Democrats took control of the House in the wake of Wednesday’s midterms, and with that the climate landscape has shifted. Any hope of bipartisan climate legislation is dead, but the opportunity is there for Democrats to lean into bolder climate policies.

These realities are exemplified by two groups whose fortunes shifted on Tuesday night. The bipartisan Climate Solutions Caucus, known for doing basically nothing but holding meetings, saw its Republican members get decimated. Of the 43 Republicans with voting power, 16 lost their bids for re-election or are in races that haven’t been called but lean Democrat. A number have been replaced by scientists who intimately understand climate change while elsewhere, Democrats with big climate ideas won.

“Overall, I believe the better path to climate policy is by putting more climate hawks into office than by compromising with peacocks,” RL Miller, head of Climate Hawks Vote Political Action Committee, told Earther.

That’s about to get put to the test. While Democrats already in Congress have announced a plan to do basically bupkis legislatively on climate change, they’re about to face a class of incoming representatives who may have some different ideas.

The Climate Solutions Caucus was designed Noah’s Ark style with Republican and Democrat members admitted one-by-one so their numbers are equal. The losses on the Republican side includes Representative Carlos Curbelo, the founder of the caucus. Along with the 16 who lost re-election another seven retired and one lost his primary, cutting their delegation by more than half. Earther has reached out to Citizens Climate Lobby, a group that supports the caucus, to get details on what comes next for the caucus.

But whether the caucus even matters as a legislative group is up for debate. It includes Florida Representative Matt Gaetz who’s biggest splash since being elected Congress in 2016 aside from spreading conspiracy theories on Twitter is introducing a bill to get rid of the Environmental Protection Agency. Then there’s California’s Darrell Issa, who has previously denied climate change but joined up when it became clear he could lose his seat (which is what happened anyways).

Curbelo did introduce a carbon tax earlier this year that received fairly widespread praise from economists. But the legislation was DOA. In fact, 39 of the caucus members voted in favour of a resolution explicitly rebuking carbon taxes ahead of Curbelo introducing it.

While it would be naive to think the fact that caucus did next to nothing is the reason so many Republicans on its rolls were wiped out, it’s pretty clear the group didn’t offer much cover for vulnerable Republicans in swing districts.

On the flip side of these losses, a number of climate hawk Democrats are now entering Congress, including some who support the Green New Deal, a plan to overhaul our fossil fuel economy and turn it into one that runs on renewables while also making it more equitable. Alexandria Ocasio-Cortez, Rashida Tlaib and Ilhan Omar are a handful of new-elected members of Congress who back the approach.

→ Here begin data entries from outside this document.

//! The order placement contract shared by live venues and the simulator.

use std::collections::BTreeMap;

use crate::data::{OrderBook, OrderStatus, Transactions};
use crate::error::ExchangeError;
use crate::ledger::Portfolio;
use crate::types::Pair;

/// A venue strategies can read from and trade on.
///
/// Amounts are signed: positive buys, negative sells. Implementations must
/// never expose data timestamped after their notion of "now".
pub trait Exchange {
    /// Venue name, used to route [`TradeAction`](super::TradeAction)s.
    fn name(&self) -> &str;

    /// Current order book; empty when nothing is known.
    fn get_order_book(&self, pair: Pair) -> OrderBook;

    /// Recent public trades, oldest first.
    fn get_transaction_history(&self, pair: Pair) -> Transactions;

    /// Account balances.
    fn get_portfolio(&self) -> Portfolio;

    /// Places a limit order and returns its id.
    fn place_limit_order(
        &mut self,
        pair: Pair,
        price: f64,
        amount: f64,
    ) -> Result<String, ExchangeError>;

    /// Cancels an order. Unknown or finished orders are ignored.
    fn cancel_order(&mut self, pair: Pair, order_id: &str) -> Result<(), ExchangeError>;

    /// Our resting orders on `pair`.
    fn get_my_orders(&self, pair: Pair) -> Vec<OrderStatus>;
}

/// Read-only views of the exchanges a strategy trades on, keyed by name.
pub type ExchangeViews<'a> = BTreeMap<String, &'a dyn Exchange>;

A number of scientists also won by running on their bonafides and plans to push back on the Trump administration’s deregulatory frenzy. Joe Cunningham, an ocean engineer who made his race in South Carolina a referendum on offshore drilling, pulled off an upset victory according in a district a Democrat hasn’t held since 1981. Eight other candidates endorsed by 314 Action, a political action committee that backed Democrats with science and engineering backgrounds, also pulled off victories.

“We’re feeling pretty good,” Shaughnessy Naughton, 314 Action’s president, told Earther. “It vindicated our hypothesis that STEM issues can win, [and showed] the general public does trust and admire scientists. It sees them as arbiters or truth.”

And the truth is the U.S. along with the world really has to do something on climate change soon. While Democrats already in Congress have said they’re not interested in pushing climate legislation, the fresh faces could lead to an intra-party battle. Or, the next Congress could wind up looking much like the last Congress in terms of climate ambition.

Any climate legislation the new Congress introduces would also have to get through the red Senate and approved by the White House, a tall task. And while a number of Democrats won on unabashedly pro-climate solutions platforms and Americans have expressed approval for progressive climate solutions in polling, the results of state ballot measures focused climate and clean energy didn’t turn out so hot.

One area that could prove more fruitful is checking the Trump administration’s anti-science policies. As Democrats assume control of powerful oversight committees, there should be no shortage of opportunities.